While Democrats have been divided on a wealth tax and Biden's proposal for a 28% corporate rate, Sen. Tammy Baldwin, D-Wis., said she believed there would be solid support among centrists and liberals in the Democratic caucus for ending the carried interest tax incentive. Her proposal to end the incentive, S. 1598, is similar to Pascrell's bill and has 13 co-sponsors, including a key centrist, Sen. Joe Manchin, D-W.Va., and three members of the Finance Committee: Warren and Sens. Sherrod Brown, D-Ohio, and Sheldon Whitehouse, D-R.I.

"It's the lowest-hanging fruit," Baldwin told Law360.

Baldwin predicted there would be broad Democratic support for her bill in part because even some Republicans, including President Donald Trump, have been critical of the carried interest tax break in recent years.

After vowing to end the carried interest tax incentive during the 2016 presidential campaign, Trump backed a provision in the 2017 Tax Cuts and Jobs Act.  The provision required investment managers to hold their carried interest in funds for at least three years — up from one year — in order to qualify for long-term capital gains rates under Internal Revenue Code Section 1061 .

Some supporters said legislation could help to clear up questions about the treatment of certain types of carried interest after the Internal Revenue Service's completion of regulations in January to implement changes in the 2017 law.

On the other side, Republicans argued that taxing carried interest at ordinary individual rates would hurt investment firms and reduce prospects for the formation of new investment funds.

Rep. Kevin Brady, R-Texas, ranking member on the Ways and Means Committee, said Republicans had said the mandatory three-year holding period for carried interest to qualify for the long-term capital gains rates represented "the right middle ground" as part of the 2017 tax law. It had "reinforced that these are long term investments that have a very positive impact on the economy," according to Brady.

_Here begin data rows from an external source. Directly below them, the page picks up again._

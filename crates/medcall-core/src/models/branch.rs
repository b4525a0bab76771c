//! Canonical clinic branches.

use serde::{Deserialize, Serialize};

/// A clinic branch. The set is closed: free-text branch labels from
/// spreadsheets and request payloads are normalized against these canonical
/// names by [`crate::resolver::BranchMatcher`].
#[derive(Debug, Clone, Copy, PartialEq, Eq, Hash, Serialize, Deserialize)]
pub enum Branch {
    #[serde(rename = "ТАШКЕНТ")]
    Tashkent,
    #[serde(rename = "ЧИЛАНЗАР")]
    Chilanzar,
    #[serde(rename = "ЮНУСАБАД")]
    Yunusabad,
    #[serde(rename = "САМАРКАНД")]
    Samarkand,
    #[serde(rename = "БУХАРА")]
    Bukhara,
    #[serde(rename = "ФЕРГАНА")]
    Fergana,
    #[serde(rename = "АНДИЖАН")]
    Andijan,
}

impl Branch {
    /// All canonical branches, in report order.
    pub const ALL: [Branch; 7] = [
        Branch::Tashkent,
        Branch::Chilanzar,
        Branch::Yunusabad,
        Branch::Samarkand,
        Branch::Bukhara,
        Branch::Fergana,
        Branch::Andijan,
    ];

    /// Canonical display name, as stored and as printed on cards/reports.
    pub fn as_str(&self) -> &'static str {
        match self {
            Branch::Tashkent => "ТАШКЕНТ",
            Branch::Chilanzar => "ЧИЛАНЗАР",
            Branch::Yunusabad => "ЮНУСАБАД",
            Branch::Samarkand => "САМАРКАНД",
            Branch::Bukhara => "БУХАРА",
            Branch::Fergana => "ФЕРГАНА",
            Branch::Andijan => "АНДИЖАН",
        }
    }

    /// Parse an exact canonical name. Fuzzy input goes through
    /// [`crate::resolver::BranchMatcher`] instead.
    pub fn parse(s: &str) -> Option<Branch> {
        Branch::ALL.iter().copied().find(|b| b.as_str() == s)
    }
}

impl std::fmt::Display for Branch {
    fn fmt(&self, f: &mut std::fmt::Formatter<'_>) -> std::fmt::Result {
        f.write_str(self.as_str())
    }
}
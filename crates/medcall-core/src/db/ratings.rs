//! Rating table operations.

use rusqlite::{params, Connection, Row};

use super::{Database, DbResult};
use crate::models::{Branch, Rating, RatingCategory, Score};

fn map_rating_row(row: &Row<'_>) -> rusqlite::Result<Rating> {
    let category: String = row.get(1)?;
    let score: i64 = row.get(2)?;
    let branch: String = row.get(3)?;
    Ok(Rating {
        id: row.get(0)?,
        category: RatingCategory::parse(&category).unwrap_or(RatingCategory::Doctors),
        score: Score::from_value(score).unwrap_or(Score::Five),
        branch: Branch::parse(&branch).unwrap_or(Branch::Tashkent),
        operator_id: row.get(4)?,
        patient_id: row.get(5)?,
        feedback_id: row.get(6)?,
        created_at: row.get(7)?,
    })
}

const RATING_COLUMNS: &str =
    "id, category, score, branch, operator_id, patient_id, feedback_id, created_at";

/// Insert a new rating.
pub fn insert_rating(conn: &Connection, rating: &Rating) -> DbResult<()> {
    conn.execute(
        r#"
        INSERT INTO ratings (
            id, category, score, branch, operator_id, patient_id, feedback_id, created_at
        ) VALUES (?1, ?2, ?3, ?4, ?5, ?6, ?7, ?8)
        "#,
        params![
            rating.id,
            rating.category.as_str(),
            rating.score.value(),
            rating.branch.as_str(),
            rating.operator_id,
            rating.patient_id,
            rating.feedback_id,
            rating.created_at,
        ],
    )?;
    Ok(())
}

impl Database {
    /// List all ratings, newest first.
    pub fn list_ratings(&self) -> DbResult<Vec<Rating>> {
        let mut stmt = self.conn.prepare(&format!(
            "SELECT {RATING_COLUMNS} FROM ratings ORDER BY created_at DESC"
        ))?;
        let rows = stmt.query_map([], map_rating_row)?;
        rows.collect::<Result<Vec<_>, _>>().map_err(Into::into)
    }

    /// Ratings for a branch with `created_at` in `[from, to_exclusive)`.
    pub fn list_ratings_in_range(
        &self,
        branch: Branch,
        from: &str,
        to_exclusive: &str,
    ) -> DbResult<Vec<Rating>> {
        let mut stmt = self.conn.prepare(&format!(
            "SELECT {RATING_COLUMNS} FROM ratings
             WHERE branch = ?1 AND created_at >= ?2 AND created_at < ?3"
        ))?;
        let rows = stmt.query_map(params![branch.as_str(), from, to_exclusive], map_rating_row)?;
        rows.collect::<Result<Vec<_>, _>>().map_err(Into::into)
    }
}
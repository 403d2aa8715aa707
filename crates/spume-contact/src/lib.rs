//! # spume-contact
//!
//! Collision detection and response for the Spume core.
//!
//! The per-tick pipeline is split into three phases:
//! 1. **Broad phase** — single-axis interval sweep over the bubble arena
//! 2. **Dispatch** — one fork-join round over a fixed worker pool
//! 3. **Narrow phase** — exact circle test and mass-weighted correction
//!
//! Write-back of corrections is race-free by construction: workers
//! either accumulate into thread-local buffers merged after the
//! barrier, or resolve conflict-free color classes applied one class at
//! a time. Agent passes skip the broad phase entirely — their counts
//! are small enough for direct nested iteration.

pub mod broad;
pub mod coloring;
pub mod config;
pub mod delta;
pub mod dispatch;
pub mod narrow;
pub mod passes;
pub mod pipeline;

pub use broad::{CandidatePair, SweepIndex};
pub use config::{PipelineConfig, WriteBack};
pub use delta::DeltaBuffer;
pub use dispatch::{default_worker_count, WorkerPool};
pub use narrow::{resolve, CircleState, CollisionOutcome};
pub use pipeline::{CollisionPipeline, TickReport};
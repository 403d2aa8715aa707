//! Event bus with pluggable sinks.
//!
//! Collision passes and the bench runner push [`TickEvent`]s through an
//! `std::sync::mpsc` channel; sinks only see them when the driver calls
//! [`EventBus::flush`], so no sink I/O ever lands inside a tick.

use std::sync::mpsc;

use crate::events::TickEvent;
use crate::sinks::EventSink;

/// Collision telemetry bus.
///
/// One bus per process is the expected shape: build it at startup,
/// register sinks once, flush at tick boundaries, finalize at shutdown.
pub struct EventBus {
    tx: mpsc::Sender<TickEvent>,
    rx: mpsc::Receiver<TickEvent>,
    sinks: Vec<Box<dyn EventSink>>,
    enabled: bool,
}

impl EventBus {
    /// Creates a bus with no sinks registered.
    pub fn new() -> Self {
        let (tx, rx) = mpsc::channel();
        Self {
            tx,
            rx,
            sinks: Vec::new(),
            enabled: true,
        }
    }

    /// Registers a sink. Every flushed event reaches every sink.
    pub fn add_sink(&mut self, sink: Box<dyn EventSink>) {
        self.sinks.push(sink);
    }

    /// Enables or disables emission. A disabled bus drops events.
    pub fn set_enabled(&mut self, enabled: bool) {
        self.enabled = enabled;
    }

    /// Whether the bus currently accepts events.
    pub fn is_enabled(&self) -> bool {
        self.enabled
    }

    /// Queues an event for the next flush.
    ///
    /// Cheap enough to call from timing-sensitive code; the event just
    /// crosses the channel. A send failure means the receiver half is
    /// gone, which cannot happen while the bus owns it, so the result
    /// is ignored.
    pub fn emit(&self, event: TickEvent) {
        if self.enabled {
            let _ = self.tx.send(event);
        }
    }

    /// Drains every queued event into the registered sinks.
    ///
    /// Returns how many events were dispatched.
    pub fn flush(&mut self) -> usize {
        let mut dispatched = 0;
        while let Ok(event) = self.rx.try_recv() {
            for sink in &mut self.sinks {
                sink.handle(&event);
            }
            dispatched += 1;
        }
        dispatched
    }

    /// Flushes, then finalizes every sink. Call once at shutdown.
    pub fn finalize(&mut self) {
        self.flush();
        for sink in &mut self.sinks {
            sink.finalize();
        }
    }

    /// Number of registered sinks.
    pub fn sink_count(&self) -> usize {
        self.sinks.len()
    }
}

impl Default for EventBus {
    fn default() -> Self {
        Self::new()
    }
}
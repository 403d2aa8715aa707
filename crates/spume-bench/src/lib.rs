//! # spume-bench
//!
//! Benchmark suite for the Spume collision core: seeded procedural
//! scenarios, metric collection with CSV/JSON export, and a
//! worker-sweep harness that proves pair dispatch does not depend on
//! the parallelism degree.

pub mod metrics;
pub mod runner;
pub mod scenarios;

pub use metrics::BenchmarkMetrics;
pub use runner::{BenchmarkRunner, WorkerSweepSample};
pub use scenarios::{Scenario, ScenarioKind};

Brady said he was concerned that elimination of the incentive would reduce the ability of investment funds to attract investors and to supply capital aimed at helping businesses to expand and to counter effects of the coronavirus pandemic.

Sen. Bill Cassidy, R-La., a member of the Finance Committee, said Republicans would try to defend the carried interest tax incentive as a key factor in the success of private equity funds and other types of investment funds.

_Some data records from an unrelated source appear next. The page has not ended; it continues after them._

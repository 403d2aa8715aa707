//! World state — the three body collections plus per-tick lookup caches.
//!
//! The caches replace what the original design would express as mutable
//! globals ("the current beacon", "the agent being dragged"): here they
//! are plain nullable indices, recomputed or revalidated at tick start,
//! never ownership.

use spume_types::{BodyIndex, BodyKind, Scalar, SpumeResult, TickIndex};

use crate::arena::BodyArena;

/// Default pre-reservation for the bubble collection.
const DEFAULT_BUBBLE_CAPACITY: usize = 32_768;

/// The complete collision-visible state of one simulation world.
///
/// Bubbles, agents and obstacles are separate arenas because their
/// populations differ by two to three orders of magnitude and take
/// different collision paths (broad phase vs direct nested iteration).
pub struct World {
    /// The large drifting population. Broad-phase path.
    pub bubbles: BodyArena,
    /// Actor bodies, a few hundred at most. Direct-iteration path.
    pub agents: BodyArena,
    /// Fixed level geometry. Never moves.
    pub obstacles: BodyArena,

    /// Current tick.
    pub tick: TickIndex,
    /// Accumulated simulation time in seconds.
    pub sim_time: f64,

    // ─── Per-tick caches ───
    beacon: Option<BodyIndex>,
    held_agent: Option<BodyIndex>,
}

impl World {
    /// Creates an empty world with the default bubble pre-reservation.
    pub fn new() -> Self {
        Self::with_bubble_capacity(DEFAULT_BUBBLE_CAPACITY)
    }

    /// Creates an empty world reserving room for `capacity` bubbles.
    pub fn with_bubble_capacity(capacity: usize) -> Self {
        Self {
            bubbles: BodyArena::with_capacity(capacity),
            agents: BodyArena::new(),
            obstacles: BodyArena::new(),
            tick: TickIndex::ZERO,
            sim_time: 0.0,
            beacon: None,
            held_agent: None,
        }
    }

    /// Total body count across all three collections.
    pub fn body_count(&self) -> usize {
        self.bubbles.len() + self.agents.len() + self.obstacles.len()
    }

    /// Advances the tick counter and clock and recomputes the caches.
    ///
    /// Called once at the top of every tick, before any collision pass
    /// reads [`World::beacon`] or [`World::held_agent`].
    pub fn begin_tick(&mut self, dt: Scalar) {
        self.tick = self.tick.next();
        self.sim_time += dt as f64;
        self.refresh_caches();
    }

    /// Recomputes the beacon cache and drops a stale held-agent index.
    pub fn refresh_caches(&mut self) {
        self.beacon = self
            .agents
            .kind
            .iter()
            .position(|k| *k == BodyKind::Beacon)
            .map(|i| BodyIndex(i as u32));

        if let Some(held) = self.held_agent {
            if held.index() >= self.agents.len() {
                self.held_agent = None;
            }
        }
    }

    /// The unique beacon agent, if one exists this tick.
    #[inline]
    pub fn beacon(&self) -> Option<BodyIndex> {
        self.beacon
    }

    /// The agent the user is currently dragging, if any.
    #[inline]
    pub fn held_agent(&self) -> Option<BodyIndex> {
        self.held_agent
    }

    /// Marks an agent as user-held (or releases with `None`).
    ///
    /// A held agent still pushes everything it touches but receives no
    /// displacement itself until released.
    pub fn set_held_agent(&mut self, agent: Option<BodyIndex>) {
        self.held_agent = agent;
    }

    /// Mass factor an agent presents to the narrow phase this tick.
    ///
    /// The held agent is weighted as immovable; everyone else uses the
    /// kind table.
    pub fn agent_mass_factor(&self, i: usize) -> Scalar {
        if self.held_agent == Some(BodyIndex(i as u32)) {
            0.0
        } else {
            self.agents.kind[i].mass_factor()
        }
    }

    /// Checks the invariants of all three collections.
    pub fn validate(&self) -> SpumeResult<()> {
        self.bubbles.validate()?;
        self.agents.validate()?;
        self.obstacles.validate()?;
        Ok(())
    }
}

impl Default for World {
    fn default() -> Self {
        Self::new()
    }
}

"It basically allows for the effective deployment of capital," Cassidy told Law360.

According to a Baldwin news release, the congressional Joint Committee on Taxation projected a plan to end the carried interest tax incentive would raise $15 billion over 10 years as a stand-alone measure. But the Tax Foundation, a conservative think tank, projected a similar plan would raise less revenue — about $7.4 billion over 10 years — if enacted as part of Biden's American Families Plan, since it would apply mainly to investment fund partners who earn less than $1 million. 

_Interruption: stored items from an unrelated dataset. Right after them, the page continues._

//! Spume CLI — benchmarking, worker sweeps, and snapshot tooling.

use clap::{Parser, Subcommand};

mod commands;

#[derive(Parser)]
#[command(name = "spume")]
#[command(version, about = "Spume — parallel 2D circle-collision core")]
struct Cli {
    #[command(subcommand)]
    command: Commands,
}

#[derive(Subcommand)]
enum Commands {
    /// Run one or all benchmark scenarios.
    Bench {
        /// Which scenario to run (drift_field, dense_cluster, obstacle_gauntlet, all).
        #[arg(short, long, default_value = "all")]
        scenario: String,

        /// Override the scenario's tick count.
        #[arg(short, long)]
        ticks: Option<u32>,

        /// Override the worker thread count.
        #[arg(short, long)]
        workers: Option<usize>,

        /// Output file path (.csv or .json).
        #[arg(short, long)]
        output: Option<String>,

        /// Emit per-tick telemetry through tracing.
        #[arg(long)]
        trace: bool,
    },

    /// Run one scenario across several worker counts and compare pair totals.
    Sweep {
        /// Which scenario to sweep.
        #[arg(short, long, default_value = "drift_field")]
        scenario: String,

        /// Override the scenario's tick count.
        #[arg(short, long)]
        ticks: Option<u32>,

        /// Worker counts to test.
        #[arg(short, long, value_delimiter = ',', default_values_t = vec![1, 2, 4, 8])]
        workers: Vec<usize>,
    },

    /// Print the contents of a world snapshot file.
    Inspect {
        /// Snapshot file to read.
        path: String,
    },

    /// Validate a pipeline config or world snapshot.
    Validate {
        /// Path to config (.toml) or snapshot file.
        path: String,
    },
}

fn main() {
    let cli = Cli::parse();

    let result = match cli.command {
        Commands::Bench {
            scenario,
            ticks,
            workers,
            output,
            trace,
        } => commands::bench(&scenario, ticks, workers, output.as_deref(), trace),
        Commands::Sweep {
            scenario,
            ticks,
            workers,
        } => commands::sweep(&scenario, ticks, &workers),
        Commands::Inspect { path } => commands::inspect(&path),
        Commands::Validate { path } => commands::validate(&path),
    };

    if let Err(e) = result {
        eprintln!("error: {e}");
        std::process::exit(1);
    }
}
#[test]
fn approaching_velocity_is_damped_never_reversed() {
    let mut a = circle(0.0, 0.0, 10.0, 1.0);
    let mut b = circle(15.0, 0.0, 10.0, 1.0);
    a.vel = Vec2::new(5.0, 0.0);
    b.vel = Vec2::new(-5.0, 0.0);

    let outcome = resolve(DT, &a, &b).unwrap();
    let vn_before = (b.vel - a.vel).x;
    let vn_after = ((b.vel + outcome.dvel_b) - (a.vel + outcome.dvel_a)).x;

    assert!(vn_before < 0.0);
    assert!(vn_after > vn_before, "approach must shrink");
    assert!(vn_after <= 0.0, "approach must not reverse into separation");
}

#[test]
fn separating_velocity_is_untouched() {
    let mut a = circle(0.0, 0.0, 10.0, 1.0);
    let mut b = circle(15.0, 0.0, 10.0, 1.0);
    a.vel = Vec2::new(-5.0, 0.0);
    b.vel = Vec2::new(5.0, 0.0);

    let outcome = resolve(DT, &a, &b).unwrap();
    assert_eq!(outcome.dvel_a, Vec2::ZERO);
    assert_eq!(outcome.dvel_b, Vec2::ZERO);
}

#[test]
fn large_dt_cancels_approach_completely() {
    let mut a = circle(0.0, 0.0, 10.0, 1.0);
    let mut b = circle(15.0, 0.0, 10.0, 1.0);
    a.vel = Vec2::new(5.0, 0.0);
    b.vel = Vec2::new(-5.0, 0.0);

    // dt large enough that rate * dt >= 1: full cancellation, no more.
    let outcome = resolve(1.0, &a, &b).unwrap();
    let vn_after = ((b.vel + outcome.dvel_b) - (a.vel + outcome.dvel_a)).x;
    assert!(vn_after.abs() < 1e-5);
}

#[test]
fn halved_dt_applied_twice_matches_net_displacement() {
    let run = |dt: f32, steps: u32| -> (Vec2, Vec2) {
        let mut a = circle(0.0, 0.0, 10.0, 1.0);
        let mut b = circle(15.0, 0.0, 10.0, 1.0);
        for _ in 0..steps {
            if let Some(outcome) = resolve(dt, &a, &b) {
                a.pos += outcome.disp_a;
                b.pos += outcome.disp_b;
                a.vel += outcome.dvel_a;
                b.vel += outcome.dvel_b;
            }
        }
        (a.pos, b.pos)
    };

    let (a_full, b_full) = run(DT, 1);
    let (a_half, b_half) = run(DT / 2.0, 2);

    assert!((a_full - a_half).length() < 1e-4);
    assert!((b_full - b_half).length() < 1e-4);
}

#[test]
fn circle_state_from_arena_derives_mass_factor() {
    let mut arena = BodyArena::new();
    arena.spawn(BodyKind::Volatile, Vec2::new(1.0, 2.0), Vec2::ZERO);
    arena.spawn(BodyKind::Obstacle, Vec2::ZERO, Vec2::ZERO);

    let volatile = CircleState::from_arena(&arena, 0);
    assert!((volatile.mass_factor - 5.0).abs() < 1e-4);

    let obstacle = CircleState::from_arena(&arena, 1);
    assert_eq!(obstacle.mass_factor, 0.0);

    let held = volatile.with_mass_factor(0.0);
    assert_eq!(held.mass_factor, 0.0);
}

// ─── Coloring Tests ───────────────────────────────────────────

#[test]
fn color_classes_share_no_body() {
    let arena = random_field(500, 300.0, 150.0, 6.0, 11);
    let mut index = SweepIndex::new();
    index.populate(&arena);
    index.collect_candidates();

    let (sorted, offsets) = PairColoring::color_pairs(index.candidates(), arena.len());

    for window in offsets.windows(2) {
        let class = &sorted[window[0]..window[1]];
        let mut seen = std::collections::HashSet::new();
        for pair in class {
            assert!(seen.insert(pair.a), "body {} repeated in class", pair.a);
            assert!(seen.insert(pair.b), "body {} repeated in class", pair.b);
        }
    }
}

#[test]
fn color_classes_cover_all_pairs_exactly_once() {
    let arena = random_field(400, 250.0, 125.0, 6.0, 13);
    let mut index = SweepIndex::new();
    index.populate(&arena);
    index.collect_candidates();

    let (sorted, offsets) = PairColoring::color_pairs(index.candidates(), arena.len());

    assert_eq!(sorted.len(), index.candidates().len());
    assert_eq!(*offsets.last().unwrap(), sorted.len());

    let mut original: Vec<CandidatePair> = index.candidates().to_vec();
    let mut recovered = sorted.clone();
    original.sort_unstable_by_key(|p| (p.a, p.b));
    recovered.sort_unstable_by_key(|p| (p.a, p.b));
    assert_eq!(original, recovered);
}

#[test]
fn coloring_empty_input() {
    let (sorted, offsets) = PairColoring::color_pairs(&[], 10);
    assert!(sorted.is_empty());
    assert_eq!(offsets, vec![0]);
}

// ─── Write-Back Tests ─────────────────────────────────────────

#[test]
fn delta_buffer_merges_and_clears() {
    let mut arena = arena_of(&[(0.0, 0.0), (15.0, 0.0)], 10.0);
    let a = CircleState::from_arena(&arena, 0);
    let b = CircleState::from_arena(&arena, 1);
    let outcome = resolve(DT, &a, &b).unwrap();

    let mut buffer = DeltaBuffer::new();
    buffer.add_pair(0, 1, &outcome);
    assert_eq!(buffer.resolved_pairs(), 1);

    buffer.merge_into(&mut arena);
    assert!(buffer.is_empty());
    assert_eq!(buffer.resolved_pairs(), 0);

    // Fully separated after the merge.
    let gap = arena.position(1) - arena.position(0);
    assert!((gap.length() - 20.0).abs() < 1e-4);
}

#[test]
fn accumulate_and_colored_passes_agree_on_simple_scene() {
    let build = || {
        let mut world = World::with_bubble_capacity(16);
        world
            .bubbles
            .spawn_with_radius(BodyKind::Bubble, Vec2::new(0.0, 0.0), Vec2::ZERO, 10.0)
            .unwrap();
        world
            .bubbles
            .spawn_with_radius(BodyKind::Bubble, Vec2::new(15.0, 0.0), Vec2::ZERO, 10.0)
            .unwrap();
        world
    };

    let mut accumulate_world = build();
    let mut colored_world = build();

    let mut accumulate = CollisionPipeline::new(PipelineConfig {
        worker_threads: Some(2),
        write_back: WriteBack::Accumulate,
        ..PipelineConfig::default()
    })
    .unwrap();
    let mut colored = CollisionPipeline::new(PipelineConfig {
        worker_threads: Some(2),
        write_back: WriteBack::ColorClasses,
        ..PipelineConfig::default()
    })
    .unwrap();

    let report_a = accumulate.step(&mut accumulate_world, DT);
    let report_c = colored.step(&mut colored_world, DT);

    assert_eq!(report_a.bubble_contacts, 1);
    assert_eq!(report_c.bubble_contacts, 1);

    // A single isolated pair gets the identical correction either way.
    let gap_a = accumulate_world.bubbles.position(1) - accumulate_world.bubbles.position(0);
    let gap_c = colored_world.bubbles.position(1) - colored_world.bubbles.position(0);
    assert!((gap_a - gap_c).length() < 1e-5);
    assert!((gap_a.length() - 20.0).abs() < 1e-4);
}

That's because the group's analysis concluded investment fund partners with higher incomes would be covered by Biden's separate proposal to tax all capital gains, including carried interests, of all taxpayers earning at least $1 million at a top individual rate of 39.6%. 

Sen. Ben Cardin, D-Md., a senior member of the Finance Committee, said Democrats could move a plan to end the carried interest incentive for general partners of investment funds, with or without final action on Biden's plan to raise capital gains taxes for wealthy investors. But Cardin said lawmakers would need to address concerns about the proposal's impact on some investment fund managers, who rely on carried interest stakes for their livelihood in lieu of wages and fees.

"The problem has always been in drafting legislation on carried interest," Cardin told Law360. For example, he said there could be disputes over potential exceptions to allow reduced capital gains tax rates to apply to certain types of carried interest.

"You've got to determine who is really taking advantage of a tax provision, as opposed to those who are just investors," Cardin said.